- [Requirement] State only how many lines below include the string "QueryError".
Exercise materials: Begin
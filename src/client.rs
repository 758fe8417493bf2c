use tracing::debug;

use crate::config::ClientConfig;
use crate::error::QueryError;
use crate::fetch::{check_status, FetchOptions, FetchStats, IncrementalFetcher};
use crate::response::{normalize, ResultSet, ResultTable};
use crate::template::{QueryParams, QueryTemplate};
use crate::transport::{HttpTransport, Transport};

/// Query client for one analytics application.
pub struct InsightsClient<T: Transport = HttpTransport> {
    transport: T,
    options: FetchOptions,
}

impl InsightsClient<HttpTransport> {
    /// Client over HTTP using an already acquired bearer token.
    pub fn connect(config: &ClientConfig, token: &str) -> Result<Self, QueryError> {
        Ok(Self::with_transport(HttpTransport::new(config, token)?))
    }
}

impl<T: Transport> InsightsClient<T> {
    pub fn with_transport(transport: T) -> Self {
        Self {
            transport,
            options: FetchOptions::default(),
        }
    }

    pub fn with_options(mut self, options: FetchOptions) -> Self {
        self.options = options;
        self
    }

    /// Runs a literal query once and returns every table it produced.
    pub async fn query(&self, query: &str) -> Result<ResultSet, QueryError> {
        debug!(query, "running one-shot query");
        let reply = self.transport.execute(query).await?;
        normalize(&check_status(reply)?)
    }

    pub async fn query_primary(&self, query: &str) -> Result<ResultTable, QueryError> {
        self.query(query).await?.into_primary()
    }

    /// Fetches the `PrimaryResult` of `template` over the range in `params`,
    /// bisecting the range whenever the service reports the result as too
    /// large.
    pub async fn fetch_incremental(
        &self,
        template: &QueryTemplate,
        params: &QueryParams,
    ) -> Result<ResultTable, QueryError> {
        self.fetch_incremental_with_stats(template, params)
            .await
            .map(|(table, _)| table)
    }

    pub async fn fetch_incremental_with_stats(
        &self,
        template: &QueryTemplate,
        params: &QueryParams,
    ) -> Result<(ResultTable, FetchStats), QueryError> {
        let fetcher = IncrementalFetcher::new(&self.transport, template, &self.options);
        let table = fetcher.run(params).await?;
        Ok((table, fetcher.stats()))
    }
}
Exercise materials: End
- [Exercise response] 6